Recurrence of osteosarcoma in more than 90% of patients is located in the lung. Patients with recurrent disease, when possible, should always be treated by surgery. Ability (and possibility) of achieving a complete resection of metastatic lesions is the most relevant prognostic factor, with (at first relapse) a 5-year survival rate of 20% to 45% following complete resection of metastatic pulmonary lesions, and 10% to 15% following complete resection of metastases in other sites [14, 15]. Factors associated with better outcome in recurrent osteosarcoma include solitary pulmonary nodules, a long interval from initial diagnosis and achievement of a second complete remission. The role of a second-line chemotherapy after treatment of metastatic disease is not definitively established.

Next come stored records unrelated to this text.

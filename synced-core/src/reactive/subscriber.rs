//! Subscriber identifiers for the reactive layer.
//!
//! Anything that wants to hear about a signal change (a view, a render
//! function, a logger) registers under a `SubscriberId`.

use std::sync::atomic::{AtomicU64, Ordering};

/// Unique identifier for a subscriber.
#[derive(Debug, Clone, Copy, PartialEq, Eq, Hash)]
pub struct SubscriberId(u64);

impl SubscriberId {
    /// Generate a new unique subscriber ID.
    ///
    /// Uses an atomic counter to ensure uniqueness across threads.
    pub fn new() -> Self {
        static COUNTER: AtomicU64 = AtomicU64::new(0);
        Self(COUNTER.fetch_add(1, Ordering::Relaxed))
    }

    /// Get the raw ID value.
    pub fn raw(&self) -> u64 {
        self.0
    }
}

impl Default for SubscriberId {
    fn default() -> Self {
        Self::new()
    }
}
//! Scoped cache keys.
//!
//! Instances sharing a storage key race each other with last-write-wins
//! semantics, so every key carries an explicit namespace.

use std::fmt;

use crate::error::{Result, SyncError};

/// Identifier under which a value's encoded form is stored locally.
#[derive(Debug, Clone, PartialEq, Eq, Hash)]
pub struct CacheKey {
    namespace: String,
    id: String,
}

impl CacheKey {
    /// Build a key from a namespace and an id. Neither may be empty.
    pub fn new(namespace: impl Into<String>, id: impl Into<String>) -> Result<Self> {
        let namespace = namespace.into();
        let id = id.into();

        if namespace.trim().is_empty() {
            return Err(SyncError::InvalidKey("namespace is empty".into()));
        }
        if id.trim().is_empty() {
            return Err(SyncError::InvalidKey(format!(
                "id is empty in namespace {namespace:?}"
            )));
        }

        Ok(Self { namespace, id })
    }

    /// Get the namespace part of the key.
    pub fn namespace(&self) -> &str {
        &self.namespace
    }

    /// Get the id part of the key.
    pub fn id(&self) -> &str {
        &self.id
    }

    /// The string actually handed to the local cache.
    pub fn storage_key(&self) -> String {
        format!("{}:{}", self.namespace, self.id)
    }
}

impl fmt::Display for CacheKey {
    fn fmt(&self, f: &mut fmt::Formatter<'_>) -> fmt::Result {
        write!(f, "{}:{}", self.namespace, self.id)
    }
}
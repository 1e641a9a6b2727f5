//! File-backed local cache.
//!
//! All entries live in a single JSON object on disk. Every `set` rewrites
//! the whole file through a temporary sibling and a rename, so a crash
//! mid-write leaves the previous contents intact.

use std::collections::BTreeMap;
use std::fs;
use std::io::ErrorKind;
use std::path::{Path, PathBuf};

use parking_lot::Mutex;
use tracing::debug;

use super::LocalCache;
use crate::error::{Result, SyncError};

/// Persistent string key-value store backed by one JSON file.
#[derive(Debug)]
pub struct FileCache {
    path: PathBuf,
    write_lock: Mutex<()>,
}

impl FileCache {
    /// Use `path` as the backing file. It is created on the first `set`.
    pub fn new(path: impl Into<PathBuf>) -> Self {
        Self {
            path: path.into(),
            write_lock: Mutex::new(()),
        }
    }

    pub fn path(&self) -> &Path {
        &self.path
    }

    fn read_entries(&self) -> Result<BTreeMap<String, String>> {
        let text = match fs::read_to_string(&self.path) {
            Ok(text) => text,
            Err(e) if e.kind() == ErrorKind::NotFound => return Ok(BTreeMap::new()),
            Err(e) => return Err(unavailable(&self.path, e)),
        };

        if text.trim().is_empty() {
            return Ok(BTreeMap::new());
        }

        serde_json::from_str(&text).map_err(|e| {
            SyncError::LocalStorageUnavailable(format!(
                "{} is not a cache file: {e}",
                self.path.display()
            ))
        })
    }

    fn write_entries(&self, entries: &BTreeMap<String, String>) -> Result<()> {
        let text = serde_json::to_string_pretty(entries)
            .map_err(|e| SyncError::Encode(e.to_string()))?;

        if let Some(parent) = self.path.parent() {
            if !parent.as_os_str().is_empty() {
                fs::create_dir_all(parent).map_err(|e| unavailable(parent, e))?;
            }
        }

        let tmp = self.path.with_extension("tmp");
        fs::write(&tmp, text).map_err(|e| unavailable(&tmp, e))?;
        fs::rename(&tmp, &self.path).map_err(|e| unavailable(&self.path, e))
    }
}

impl LocalCache for FileCache {
    fn get(&self, key: &str) -> Result<Option<String>> {
        Ok(self.read_entries()?.remove(key))
    }

    fn set(&self, key: &str, value: String) -> Result<()> {
        let _guard = self.write_lock.lock();
        let mut entries = self.read_entries()?;
        entries.insert(key.to_string(), value);
        self.write_entries(&entries)?;
        debug!(path = %self.path.display(), key, "cache file updated");
        Ok(())
    }
}

fn unavailable(path: &Path, err: std::io::Error) -> SyncError {
    SyncError::LocalStorageUnavailable(format!("{}: {err}", path.display()))
}
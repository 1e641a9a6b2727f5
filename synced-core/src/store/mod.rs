//! Storage Collaborators
//!
//! A synchronized value talks to two stores it does not own:
//!
//! - a [`RemoteStore`], the backend that persists the value and pushes
//!   changes made elsewhere through a change feed;
//! - a [`LocalCache`], a string key-value store used as a fallback copy.
//!
//! Both are traits so applications can plug in their own backend client
//! and storage. The crate ships in-memory versions of both
//! ([`MemoryRemote`], [`MemoryCache`]) and a file-backed cache
//! ([`FileCache`]).

use std::future::Future;

use crate::error::Result;

mod file;
mod memory;

pub use file::FileCache;
pub use memory::{MemoryCache, MemoryRemote, MemorySubscription};

/// Callback invoked with the payload of each change-feed event.
pub type ChangeHandler<T> = Box<dyn Fn(T) + Send + Sync>;

/// Handle to an open change feed.
pub trait Subscription: Send + Sync {
    /// Stop receiving events.
    ///
    /// Must be idempotent and must not panic, including when the feed has
    /// already been closed by the remote side.
    fn unsubscribe(&self);
}

/// Remote persistence and change notification for one tracked document.
pub trait RemoteStore<T>: Send + Sync + 'static {
    type Subscription: Subscription + 'static;

    /// Fetch the current value.
    ///
    /// `Ok(None)` means the remote has no data yet; `Err` means the call
    /// itself failed.
    fn load(&self) -> impl Future<Output = Result<Option<T>>> + Send;

    /// Persist a value.
    ///
    /// Returns `Ok(false)` when the remote declined to persist it. `Err` is
    /// reserved for transport or other unexpected failures.
    fn save(&self, value: &T) -> impl Future<Output = Result<bool>> + Send;

    /// Open a change feed delivering every value written remotely.
    fn subscribe(&self, on_change: ChangeHandler<T>) -> Result<Self::Subscription>;
}

/// Local string key-value store, in the manner of browser local storage.
///
/// Either call may fail (quota exceeded, storage disabled); callers treat
/// failures as non-fatal.
pub trait LocalCache: Send + Sync + 'static {
    fn get(&self, key: &str) -> Result<Option<String>>;

    fn set(&self, key: &str, value: String) -> Result<()>;
}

Combined neoadjuvant treatment gives a cure rate of 60%–70% for patients with nonmetastatic osteosarcoma of the extremities at presentation [16–19] and of about 30% for tumours of the axial skeleton. Metastases at presentation and, in localised tumours, anatomic site (extremity or axial), histological response to preoperative chemotherapy (as measured histologically from the resected specimen), serum levels of alkaline phosphatase and lactate dehydrogenase are the most powerful predictors of survival for patients with osteosarcoma [16–20].